In order to express the terminal devices 10A to 10D in a generalized manner, when, for example, the terminal device 10A is referred to as a first terminal device and the terminal device 10B is referred to as a second terminal device, the terminal devices 10A to 10D include at least the first terminal device and the second terminal device. In this case, the first terminal device detects falsification of the retention data by comparing the retention data or the hash value of the retention data with the transmission data or the transmission hash value transmitted by the first terminal device and contained in the blockchain BC retained by the second terminal device.
Next, as shown in step S43, the terminal device 10A is caused to disconnect from the server device. Specifically, when the additional verification unit 16 of the terminal device 10A detects falsification, the control unit 17 of terminal device 10A is caused to disconnect from the server device that provides a service on the network NW. The server device provides, for example, an operation management service, a security service, or the like.

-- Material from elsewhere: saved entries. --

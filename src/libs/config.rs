//! Configuration management for tallysheet.
//!
//! Settings are grouped in optional modules, each configured independently:
//!
//! - **Toggl**: API token, workspace and project filter for fetching entries
//! - **Sheets**: target spreadsheet, tab and top-left cell for the export
//! - **Report**: default date range used when none is given on the command line
//!
//! The configuration is stored as pretty-printed JSON in `config.json` inside
//! the application data directory (see [`DataStorage`]). On top of the file,
//! environment variables (optionally loaded from a `.env` file) override
//! individual fields, see [`Config::apply_env`].
//!
//! ```rust,no_run
//! use tallysheet::libs::config::Config;
//!
//! let config = Config::read()?.apply_env();
//! if let Some(toggl) = &config.toggl {
//!     println!("Workspace: {}", toggl.workspace_id);
//! }
//! # Ok::<(), anyhow::Error>(())
//! ```

use super::data_storage::DataStorage;
use crate::api::sheets::SheetsConfig;
use crate::api::toggl::TogglConfig;
use crate::libs::messages::Message;
use crate::{msg_debug, msg_print, msg_warning};
use anyhow::Result;
use chrono::NaiveDate;
use dialoguer::{theme::ColorfulTheme, Input, MultiSelect};
use serde::{Deserialize, Serialize};
use std::fs::{self, File};

/// Configuration file name inside the data directory.
pub const CONFIG_FILE_NAME: &str = "config.json";

/// A configurable module shown in the setup wizard.
#[derive(Debug, Clone)]
pub struct ConfigModule {
    pub key: String,
    pub name: String,
}

/// Default report range.
///
/// Either bound may be left empty; the command line and fixture files take
/// precedence over these values.
#[derive(Serialize, Deserialize, Clone, Debug, Default, PartialEq)]
pub struct ReportConfig {
    #[serde(skip_serializing_if = "Option::is_none")]
    pub start_date: Option<NaiveDate>,
    #[serde(skip_serializing_if = "Option::is_none")]
    pub end_date: Option<NaiveDate>,
}

/// Root configuration object.
///
/// Unconfigured modules are `None` and omitted from the JSON file.
#[derive(Serialize, Deserialize, Clone, Debug, Default)]
pub struct Config {
    #[serde(skip_serializing_if = "Option::is_none")]
    pub toggl: Option<TogglConfig>,

    #[serde(skip_serializing_if = "Option::is_none")]
    pub sheets: Option<SheetsConfig>,

    #[serde(skip_serializing_if = "Option::is_none")]
    pub report: Option<ReportConfig>,
}

impl ReportConfig {
    pub fn module() -> ConfigModule {
        ConfigModule {
            key: "report".to_string(),
            name: "Report".to_string(),
        }
    }

    pub fn init(config: &Option<Self>) -> Result<Self> {
        let config = config.clone().unwrap_or_default();
        msg_print!(Message::ConfigModuleReport);

        Ok(Self {
            start_date: prompt_date(Message::PromptReportStartDate, config.start_date)?,
            end_date: prompt_date(Message::PromptReportEndDate, config.end_date)?,
        })
    }
}

fn prompt_date(prompt: Message, default: Option<NaiveDate>) -> Result<Option<NaiveDate>> {
    let value: String = Input::with_theme(&ColorfulTheme::default())
        .with_prompt(prompt.to_string())
        .default(default.map(|date| date.to_string()).unwrap_or_default())
        .allow_empty(true)
        .validate_with(|input: &String| -> Result<(), String> {
            if input.trim().is_empty() || input.trim().parse::<NaiveDate>().is_ok() {
                Ok(())
            } else {
                Err(Message::InvalidDate(input.clone()).to_string())
            }
        })
        .interact_text()?;

    let value = value.trim();
    Ok(if value.is_empty() { None } else { Some(value.parse()?) })
}

impl Config {
    /// Reads the configuration file, or returns the default configuration when there is none.
    ///
    /// # Errors
    ///
    /// Returns an error if the file exists but cannot be read or parsed.
    pub fn read() -> Result<Config> {
        let config_file_path = DataStorage::new().get_path(CONFIG_FILE_NAME)?;

        if !config_file_path.exists() {
            return Ok(Config::default());
        }

        let config_str = fs::read_to_string(config_file_path)?;
        let config: Config = serde_json::from_str(&config_str)?;
        Ok(config)
    }

    /// Writes the configuration file as pretty-printed JSON.
    pub fn save(&self) -> Result<()> {
        let config_file_path = DataStorage::new().get_path(CONFIG_FILE_NAME)?;

        let config_file = File::create(config_file_path)?;
        serde_json::to_writer_pretty(&config_file, &self)?;
        Ok(())
    }

    /// Removes the configuration file if it exists.
    pub fn delete() -> Result<()> {
        let config_file_path = DataStorage::new().get_path(CONFIG_FILE_NAME)?;
        if config_file_path.exists() {
            fs::remove_file(config_file_path)?;
        }
        Ok(())
    }

    /// Runs the interactive setup wizard.
    ///
    /// Starts from the stored configuration, lets the user pick the modules
    /// to configure and prompts for each of them with the current values as
    /// defaults. The result is returned, not saved.
    pub fn init() -> Result<Self> {
        let mut config = Self::read().unwrap_or_default();

        let node_descriptions = vec![TogglConfig::module(), SheetsConfig::module(), ReportConfig::module()];

        let selected_nodes = MultiSelect::with_theme(&ColorfulTheme::default())
            .with_prompt(Message::PromptSelectModules.to_string())
            .items(&node_descriptions.iter().map(|module| &module.name).collect::<Vec<_>>())
            .interact()?;

        for &selection in &selected_nodes {
            match node_descriptions[selection].key.as_str() {
                "toggl" => config.toggl = Some(TogglConfig::init(&config.toggl)?),
                "sheets" => config.sheets = Some(SheetsConfig::init(&config.sheets)?),
                "report" => config.report = Some(ReportConfig::init(&config.report)?),
                _ => {}
            }
        }

        Ok(config)
    }

    /// Overrides configuration fields from the process environment.
    ///
    /// | Variable              | Field                        |
    /// |-----------------------|------------------------------|
    /// | `TOGGL_TOKEN`         | `toggl.api_token`            |
    /// | `WORKSPACE_ID`        | `toggl.workspace_id`         |
    /// | `PROJECT_ID`          | `toggl.project_ids`          |
    /// | `USER_AGENT`          | `toggl.user_agent`           |
    /// | `TOGGL_API_URL`       | `toggl.api_url`              |
    /// | `SPREAD_SHEET_ID`     | `sheets.spreadsheet_id`      |
    /// | `TAB_NAME`            | `sheets.tab_name`            |
    /// | `START_ROW`           | `sheets.start_row`           |
    /// | `START_COL`           | `sheets.start_column`        |
    /// | `GOOGLE_ACCESS_TOKEN` | `sheets.access_token`        |
    /// | `START_DATE`          | `report.start_date`          |
    /// | `END_DATE`            | `report.end_date`            |
    ///
    /// A module that is not configured yet is created with defaults as soon
    /// as one of its variables is present. Empty variables are ignored.
    pub fn apply_env(self) -> Self {
        self.apply_env_from(|name| std::env::var(name).ok())
    }

    /// Same as [`Config::apply_env`], reading variables through `lookup`.
    pub fn apply_env_from<F>(mut self, lookup: F) -> Self
    where
        F: Fn(&str) -> Option<String>,
    {
        let lookup = |name: &str| {
            let value = lookup(name).map(|value| value.trim().to_string()).filter(|value| !value.is_empty());
            if value.is_some() {
                msg_debug!(Message::ConfigEnvOverride(name.to_string()));
            }
            value
        };

        let toggl_vars = ["TOGGL_TOKEN", "WORKSPACE_ID", "PROJECT_ID", "USER_AGENT", "TOGGL_API_URL"];
        if toggl_vars.iter().any(|name| lookup(name).is_some()) {
            let toggl = self.toggl.get_or_insert_with(TogglConfig::default);
            if let Some(value) = lookup("TOGGL_TOKEN") {
                toggl.api_token = value;
            }
            if let Some(value) = lookup("WORKSPACE_ID") {
                toggl.workspace_id = value;
            }
            if let Some(value) = lookup("PROJECT_ID") {
                toggl.project_ids = value;
            }
            if let Some(value) = lookup("USER_AGENT") {
                toggl.user_agent = value;
            }
            if let Some(value) = lookup("TOGGL_API_URL") {
                toggl.api_url = value;
            }
        }

        let sheets_vars = ["SPREAD_SHEET_ID", "TAB_NAME", "START_ROW", "START_COL", "GOOGLE_ACCESS_TOKEN"];
        if sheets_vars.iter().any(|name| lookup(name).is_some()) {
            let sheets = self.sheets.get_or_insert_with(SheetsConfig::default);
            if let Some(value) = lookup("SPREAD_SHEET_ID") {
                sheets.spreadsheet_id = value;
            }
            if let Some(value) = lookup("TAB_NAME") {
                sheets.tab_name = value;
            }
            if let Some(value) = lookup("START_ROW") {
                match value.parse() {
                    Ok(row) => sheets.start_row = row,
                    Err(_) => msg_warning!(Message::ConfigInvalidEnvValue("START_ROW".to_string(), value)),
                }
            }
            if let Some(value) = lookup("START_COL") {
                sheets.start_column = value;
            }
            if let Some(value) = lookup("GOOGLE_ACCESS_TOKEN") {
                sheets.access_token = value;
            }
        }

        for (name, is_start) in [("START_DATE", true), ("END_DATE", false)] {
            let Some(value) = lookup(name) else {
                continue;
            };
            match value.parse::<NaiveDate>() {
                Ok(date) => {
                    let report = self.report.get_or_insert_with(ReportConfig::default);
                    if is_start {
                        report.start_date = Some(date);
                    } else {
                        report.end_date = Some(date);
                    }
                }
                Err(_) => msg_warning!(Message::ConfigInvalidEnvValue(name.to_string(), value)),
            }
        }

        self
    }
}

Next, as shown in step S44, the terminal device 10A is caused to invalidate the retention data. Specifically, when the additional verification unit 16 of the terminal device 10A detects falsification, the control unit 17 of the terminal device 10A invalidates the retention data retained in the generation/retention unit 11. For example, the control unit 17 of the terminal device 10A marks the falsified retention data with a flag or the like in order for the data not to be used in subsequent processing.
Next, a processing method of the terminal device 10A in detection of falsification is described.
As shown in step S51 in
Next, as shown in step S52, the terminal device 10A is caused to detect falsification of the retention data. Specifically, the additional verification unit 16 of the terminal device 10A is caused to detect falsification by comparing the retention data retained by the terminal device 10A or the hash value of the retention data with the transmission data or the transmission hash value contained in the blockchain BC retained by the other terminal devices 10B to 10D.

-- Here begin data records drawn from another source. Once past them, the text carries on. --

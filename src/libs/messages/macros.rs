//! Macros for printing application messages.
//!
//! Every macro checks once whether debug mode is on and routes the message
//! accordingly:
//!
//! ```text
//! msg_info!(msg) ──▶ debug mode? ──yes──▶ tracing::info!("ℹ️ {msg}")
//!                                 └─no───▶ println!("ℹ️ {msg}")
//! ```
//!
//! Debug mode is enabled by setting `TALLYSHEET_DEBUG` or `RUST_LOG`; in that
//! case `main` installs a `tracing` subscriber and all output becomes
//! structured log lines.
//!
//! ## Macros
//!
//! - `msg_print!`: plain message
//! - `msg_success!`: ✅ prefix
//! - `msg_info!`: ℹ️ prefix
//! - `msg_warning!`: ⚠️ prefix
//! - `msg_debug!`: 🔍 prefix, suppressed in normal mode
//! - `msg_error_anyhow!` / `msg_bail_anyhow!`: build or return an `anyhow::Error`
//!
//! Each display macro accepts an optional `true` second argument that
//! surrounds the message with blank lines.
//!
//! ```rust
//! use tallysheet::{msg_error_anyhow, libs::messages::Message};
//!
//! let error = msg_error_anyhow!(Message::TogglNotConfigured);
//! assert!(error.to_string().starts_with("❌ Toggl is not configured"));
//! ```

use std::sync::OnceLock;

static DEBUG_MODE: OnceLock<bool> = OnceLock::new();

/// Environment variable that switches the application into debug mode.
pub const DEBUG_ENV: &str = "TALLYSHEET_DEBUG";

/// Returns `true` when `TALLYSHEET_DEBUG` or `RUST_LOG` is set.
///
/// The environment is checked on the first call only.
#[doc(hidden)]
pub fn is_debug_mode() -> bool {
    *DEBUG_MODE.get_or_init(|| std::env::var(DEBUG_ENV).is_ok() || std::env::var("RUST_LOG").is_ok())
}

/// Prints a message without prefix.
#[macro_export]
macro_rules! msg_print {
    ($msg:expr) => {
        if $crate::libs::messages::macros::is_debug_mode() {
            tracing::info!("{}", $msg);
        } else {
            println!("{}", $msg);
        }
    };
    ($msg:expr, true) => {
        if $crate::libs::messages::macros::is_debug_mode() {
            tracing::info!("\n{}\n", $msg);
        } else {
            println!("\n{}\n", $msg);
        }
    };
}

/// Prints a success message with ✅ prefix.
#[macro_export]
macro_rules! msg_success {
    ($msg:expr) => {
        if $crate::libs::messages::macros::is_debug_mode() {
            tracing::info!("✅ {}", $msg);
        } else {
            println!("✅ {}", $msg);
        }
    };
    ($msg:expr, true) => {
        if $crate::libs::messages::macros::is_debug_mode() {
            tracing::info!("\n✅ {}\n", $msg);
        } else {
            println!("\n✅ {}\n", $msg);
        }
    };
}

/// Prints a warning message with ⚠️ prefix.
#[macro_export]
macro_rules! msg_warning {
    ($msg:expr) => {
        if $crate::libs::messages::macros::is_debug_mode() {
            tracing::warn!("⚠️ {}", $msg);
        } else {
            println!("⚠️ {}", $msg);
        }
    };
    ($msg:expr, true) => {
        if $crate::libs::messages::macros::is_debug_mode() {
            tracing::warn!("\n⚠️ {}\n", $msg);
        } else {
            println!("\n⚠️ {}\n", $msg);
        }
    };
}

/// Prints an informational message with ℹ️ prefix.
#[macro_export]
macro_rules! msg_info {
    ($msg:expr) => {
        if $crate::libs::messages::macros::is_debug_mode() {
            tracing::info!("ℹ️ {}", $msg);
        } else {
            println!("ℹ️ {}", $msg);
        }
    };
    ($msg:expr, true) => {
        if $crate::libs::messages::macros::is_debug_mode() {
            tracing::info!("\nℹ️ {}\n", $msg);
        } else {
            println!("\nℹ️ {}\n", $msg);
        }
    };
}

/// Logs a debug message with 🔍 prefix. Prints nothing outside debug mode.
#[macro_export]
macro_rules! msg_debug {
    ($msg:expr) => {
        if $crate::libs::messages::macros::is_debug_mode() {
            tracing::debug!("🔍 {}", $msg);
        }
    };
}

/// Creates an `anyhow::Error` from a message with ❌ prefix.
#[macro_export]
macro_rules! msg_error_anyhow {
    ($msg:expr) => {
        anyhow::anyhow!("❌ {}", $msg)
    };
}

/// Returns early with an `anyhow::Error` built from a message.
#[macro_export]
macro_rules! msg_bail_anyhow {
    ($msg:expr) => {
        anyhow::bail!("❌ {}", $msg)
    };
}
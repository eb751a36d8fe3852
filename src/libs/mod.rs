//! Core library modules for the tallysheet application.
//!
//! ## Features
//!
//! - **Report Engine**: Interval normalization, day aggregation, break inference
//! - **Presentation**: Display formatting, console tables, file export, sheet layout
//! - **Infrastructure**: Configuration, data storage, entry sources, messaging
//!
//! ## Usage
//!
//! ```rust
//! use tallysheet::libs::interval::RawEntry;
//! use tallysheet::libs::report::generate_report;
//! use chrono::NaiveDate;
//!
//! let day = NaiveDate::from_ymd_opt(2024, 1, 1).unwrap();
//! let entries = vec![RawEntry::new("2024-01-01T09:00:00", "2024-01-01T12:00:00")];
//! let report = generate_report(&entries, day, day)?;
//! assert_eq!(report.days[0].formatted.duration, "03:00");
//! # Ok::<(), tallysheet::libs::error::ReportError>(())
//! ```

pub mod config;
pub mod data_storage;
pub mod error;
pub mod export;
pub mod formatter;
pub mod interval;
pub mod messages;
pub mod report;
pub mod sheet;
pub mod source;
pub mod view;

Next, as shown in step S53, the terminal device 10A is caused to disconnect from the server device. Specifically, when the additional verification unit 16 of the terminal device 10A detects falsification, the control unit 17 of the terminal device 10A is caused to disconnect from the server device that provides the service on the network NW.
Next, as shown in step S54, the terminal device 10A is caused to invalidate the retention data. Specifically, when the additional verification unit 16 of the terminal device 10A detects falsification, the control unit 17 of the terminal device 10A invalidates the retention data retained in the generation/retention unit 11.
Next, the effects of the present example embodiment are described. Since each of the terminal devices 10A to 10D in the management system 1 retains the blockchain BC, it is possible to improve the reliability of the management system 1. In addition, when the new terminal device 10E is to be added, each of the terminal devices 10A to 10D adds the new data DE or the hash value HE of the new data DE to the blockchain BC. Accordingly, it is possible to improve the reliability of the new data DE. Furthermore, since whether the retention data has been falsified is detected at predetermined intervals, it is possible to improve the reliability of the retention data.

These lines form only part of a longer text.